Attach the density estimate to the KDEUnivariate class.


kernel : str

The Kernel to be used. Choices are:

  • “biw” for biweight
  • “cos” for cosine
  • “epa” for Epanechnikov
  • “gau” for Gaussian.
  • “tri” for triangular
  • “triw” for triweight
  • “uni” for uniform

bw : str, float

The bandwidth to use. Choices are:

  • “scott” - 1.059 * A * nobs ** (-1/5.), where A is min(std(X),IQR/1.34)
  • “silverman” - .9 * A * nobs ** (-1/5.), where A is min(std(X),IQR/1.34)
  • “normal_reference” - C * A * nobs ** (-1/5.), where C is calculated from the kernel. Equivalent (up to 2 dp) to the “scott” bandwidth for gaussian kernels. See bandwidths.py
  • If a float is given, it is the bandwidth.

fft : bool

Whether or not to use FFT. FFT implementation is more computationally efficient.

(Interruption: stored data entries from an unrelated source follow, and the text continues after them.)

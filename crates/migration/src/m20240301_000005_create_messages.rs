//! Create `contact_message` (public contact form) and `direct_message`
//! (dashboard inbox between users).
use sea_orm_migration::{prelude::*, schema::*};

#[derive(DeriveMigrationName)]
pub struct Migration;

#[async_trait::async_trait]
impl MigrationTrait for Migration {
    async fn up(&self, manager: &SchemaManager) -> Result<(), DbErr> {
        manager
            .create_table(
                Table::create()
                    .table(ContactMessage::Table)
                    .if_not_exists()
                    .col(pk_auto(ContactMessage::Id))
                    .col(string_len(ContactMessage::Name, 128).not_null())
                    .col(string_len(ContactMessage::Email, 255).not_null())
                    .col(string_len_null(ContactMessage::Subject, 200))
                    .col(text(ContactMessage::Body).not_null())
                    .col(boolean(ContactMessage::IsRead).not_null().default(false))
                    .col(timestamp_with_time_zone(ContactMessage::CreatedAt).not_null())
                    .to_owned(),
            )
            .await?;

        manager
            .create_table(
                Table::create()
                    .table(DirectMessage::Table)
                    .if_not_exists()
                    .col(pk_auto(DirectMessage::Id))
                    .col(integer(DirectMessage::SenderId).not_null())
                    .col(integer(DirectMessage::RecipientId).not_null())
                    .col(text(DirectMessage::Body).not_null())
                    .col(boolean(DirectMessage::IsRead).not_null().default(false))
                    .col(timestamp_with_time_zone(DirectMessage::CreatedAt).not_null())
                    .foreign_key(
                        ForeignKey::create()
                            .name("fk_direct_message_sender")
                            .from(DirectMessage::Table, DirectMessage::SenderId)
                            .to(User::Table, User::Id)
                            .on_delete(ForeignKeyAction::Cascade)
                            .on_update(ForeignKeyAction::Cascade),
                    )
                    .foreign_key(
                        ForeignKey::create()
                            .name("fk_direct_message_recipient")
                            .from(DirectMessage::Table, DirectMessage::RecipientId)
                            .to(User::Table, User::Id)
                            .on_delete(ForeignKeyAction::Cascade)
                            .on_update(ForeignKeyAction::Cascade),
                    )
                    .to_owned(),
            )
            .await
    }

    async fn down(&self, manager: &SchemaManager) -> Result<(), DbErr> {
        manager.drop_table(Table::drop().table(DirectMessage::Table).to_owned()).await?;
        manager.drop_table(Table::drop().table(ContactMessage::Table).to_owned()).await
    }
}

#[derive(DeriveIden)]
enum ContactMessage { Table, Id, Name, Email, Subject, Body, IsRead, CreatedAt }

#[derive(DeriveIden)]
enum DirectMessage { Table, Id, SenderId, RecipientId, Body, IsRead, CreatedAt }

#[derive(DeriveIden)]
enum User { Table, Id }
//! Create `class_session`: weekly recurring class slots pairing a teacher
//! with a student.
use sea_orm_migration::{prelude::*, schema::*};

#[derive(DeriveMigrationName)]
pub struct Migration;

#[async_trait::async_trait]
impl MigrationTrait for Migration {
    async fn up(&self, manager: &SchemaManager) -> Result<(), DbErr> {
        manager
            .create_table(
                Table::create()
                    .table(ClassSession::Table)
                    .if_not_exists()
                    .col(pk_auto(ClassSession::Id))
                    .col(integer_null(ClassSession::CourseId))
                    .col(integer(ClassSession::TeacherId).not_null())
                    .col(integer(ClassSession::StudentId).not_null())
                    .col(small_integer(ClassSession::Weekday).not_null())
                    .col(string_len(ClassSession::StartTime, 5).not_null())
                    .col(integer(ClassSession::DurationMinutes).not_null())
                    .col(string_len_null(ClassSession::MeetingLink, 512))
                    .col(timestamp_with_time_zone(ClassSession::CreatedAt).not_null())
                    .foreign_key(
                        ForeignKey::create()
                            .name("fk_class_session_course")
                            .from(ClassSession::Table, ClassSession::CourseId)
                            .to(Course::Table, Course::Id)
                            .on_delete(ForeignKeyAction::SetNull)
                            .on_update(ForeignKeyAction::Cascade),
                    )
                    .foreign_key(
                        ForeignKey::create()
                            .name("fk_class_session_teacher")
                            .from(ClassSession::Table, ClassSession::TeacherId)
                            .to(User::Table, User::Id)
                            .on_delete(ForeignKeyAction::Cascade)
                            .on_update(ForeignKeyAction::Cascade),
                    )
                    .foreign_key(
                        ForeignKey::create()
                            .name("fk_class_session_student")
                            .from(ClassSession::Table, ClassSession::StudentId)
                            .to(User::Table, User::Id)
                            .on_delete(ForeignKeyAction::Cascade)
                            .on_update(ForeignKeyAction::Cascade),
                    )
                    .to_owned(),
            )
            .await
    }

    async fn down(&self, manager: &SchemaManager) -> Result<(), DbErr> {
        manager.drop_table(Table::drop().table(ClassSession::Table).to_owned()).await
    }
}

#[derive(DeriveIden)]
enum ClassSession {
    Table,
    Id,
    CourseId,
    TeacherId,
    StudentId,
    Weekday,
    StartTime,
    DurationMinutes,
    MeetingLink,
    CreatedAt,
}

#[derive(DeriveIden)]
enum Course { Table, Id }

#[derive(DeriveIden)]
enum User { Table, Id }
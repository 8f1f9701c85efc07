use std::time::Duration;

use configs::DatabaseConfig;
use migration::MigratorTrait;
use sea_orm::{ConnectOptions, ConnectionTrait, Database, DatabaseConnection};
use tracing::info;

pub async fn connect_with_config(cfg: &DatabaseConfig) -> anyhow::Result<DatabaseConnection> {
    let mut opt = ConnectOptions::new(cfg.url.clone());
    opt.max_connections(cfg.max_connections)
        .min_connections(cfg.min_connections)
        .connect_timeout(Duration::from_secs(cfg.connect_timeout_secs))
        .acquire_timeout(Duration::from_secs(cfg.acquire_timeout_secs))
        .idle_timeout(Duration::from_secs(cfg.idle_timeout_secs))
        .max_lifetime(Duration::from_secs(cfg.max_lifetime_secs))
        .sqlx_logging(cfg.sqlx_logging);
    let db = Database::connect(opt).await?;
    info!(backend = ?db.get_database_backend(), "database connected");
    Ok(db)
}

/// Private in-memory SQLite database. A single pooled connection, since every
/// SQLite memory connection is a separate database.
pub async fn connect_memory() -> anyhow::Result<DatabaseConnection> {
    let mut opt = ConnectOptions::new("sqlite::memory:".to_string());
    opt.max_connections(1).min_connections(1).sqlx_logging(false);
    Ok(Database::connect(opt).await?)
}

/// Apply all pending migrations.
pub async fn migrate(db: &DatabaseConnection) -> anyhow::Result<()> {
    migration::Migrator::up(db, None).await?;
    Ok(())
}
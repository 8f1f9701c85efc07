use std::collections::BTreeMap;

use axum::extract::State;
use axum::Json;
use service::settings_service;

use crate::errors::{ApiJson, JsonApiError};
use crate::routes::auth::ServerState;

#[utoipa::path(get, path = "/api/settings", tag = "settings", responses((status = 200, description = "Key/value map")))]
pub async fn get_all(State(state): State<ServerState>) -> Result<Json<BTreeMap<String, String>>, JsonApiError> {
    Ok(Json(settings_service::get_all(&state.db).await?))
}

#[utoipa::path(put, path = "/api/admin/settings", tag = "admin", request_body = crate::openapi::SettingsRequest, responses((status = 200, description = "Saved"), (status = 400, description = "Invalid key")))]
pub async fn put_many(
    State(state): State<ServerState>,
    ApiJson(values): ApiJson<BTreeMap<String, String>>,
) -> Result<Json<BTreeMap<String, String>>, JsonApiError> {
    Ok(Json(settings_service::upsert_many(&state.db, values).await?))
}
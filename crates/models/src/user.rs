use chrono::Utc;
use sea_orm::{entity::prelude::*, ConnectionTrait, Set};
use serde::{Deserialize, Serialize};

use crate::enums::{Role, UserStatus};
use crate::errors::ModelError;

#[derive(Clone, Debug, PartialEq, DeriveEntityModel, Serialize, Deserialize)]
#[sea_orm(table_name = "user")]
pub struct Model {
    #[sea_orm(primary_key)]
    pub id: i32,
    pub email: String,
    pub name: String,
    pub phone: Option<String>,
    pub role: String,
    pub status: String,
    pub created_at: DateTimeWithTimeZone,
    pub updated_at: DateTimeWithTimeZone,
}

#[derive(Copy, Clone, Debug, EnumIter, DeriveRelation)]
pub enum Relation {}

impl ActiveModelBehavior for ActiveModel {}

impl Model {
    pub fn role(&self) -> Result<Role, ModelError> { self.role.parse() }

    pub fn is_active(&self) -> bool { self.status == UserStatus::Active.as_str() }
}

/// Lowercased, trimmed email with a minimal shape check.
pub fn validate_email(email: &str) -> Result<String, ModelError> {
    let email = email.trim().to_ascii_lowercase();
    let valid = match email.split_once('@') {
        Some((local, domain)) => {
            !local.is_empty() && domain.contains('.') && !domain.starts_with('.') && !domain.ends_with('.')
        }
        None => false,
    };
    if !valid || email.len() > 255 || email.contains(char::is_whitespace) {
        return Err(ModelError::Validation("invalid email".into()));
    }
    Ok(email)
}

pub fn validate_name(name: &str) -> Result<String, ModelError> {
    crate::validate::required_text("name", name, 128)
}

pub async fn create<C: ConnectionTrait>(
    db: &C,
    email: &str,
    name: &str,
    phone: Option<&str>,
    role: Role,
) -> Result<Model, ModelError> {
    let email = validate_email(email)?;
    let name = validate_name(name)?;
    let phone = crate::validate::optional_text("phone", phone, 32)?;
    let now = Utc::now().into();
    let am = ActiveModel {
        email: Set(email),
        name: Set(name),
        phone: Set(phone),
        role: Set(role.into()),
        status: Set(UserStatus::Active.into()),
        created_at: Set(now),
        updated_at: Set(now),
        ..Default::default()
    };
    Ok(am.insert(db).await?)
}

pub async fn find_by_email<C: ConnectionTrait>(db: &C, email: &str) -> Result<Option<Model>, ModelError> {
    let email = email.trim().to_ascii_lowercase();
    Ok(Entity::find().filter(Column::Email.eq(email)).one(db).await?)
}

#[cfg(test)]
mod tests {
    use super::*;

    #[test]
    fn email_is_normalized() {
        assert_eq!(validate_email("  Aisha@Example.COM ").unwrap(), "aisha@example.com");
    }

    #[test]
    fn bad_emails_rejected() {
        for bad in ["", "no-at-sign", "@example.com", "a@nodot", "a b@example.com", "a@.com"] {
            assert!(validate_email(bad).is_err(), "{bad} should be rejected");
        }
    }
}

However, only the Gaussian kernel is implemented. If FFT is False, then a ‘nobs’ x ‘gridsize’ intermediate array is created.

gridsize : int

If gridsize is None, max(len(X), 50) is used.

cut : float

Defines the length of the grid past the lowest and highest values of X so that the kernel goes to zero. The end points are -/+ cut*bw*{min(X) or max(X)}

adjust : float

An adjustment factor for the bw. Bandwidth becomes bw * adjust.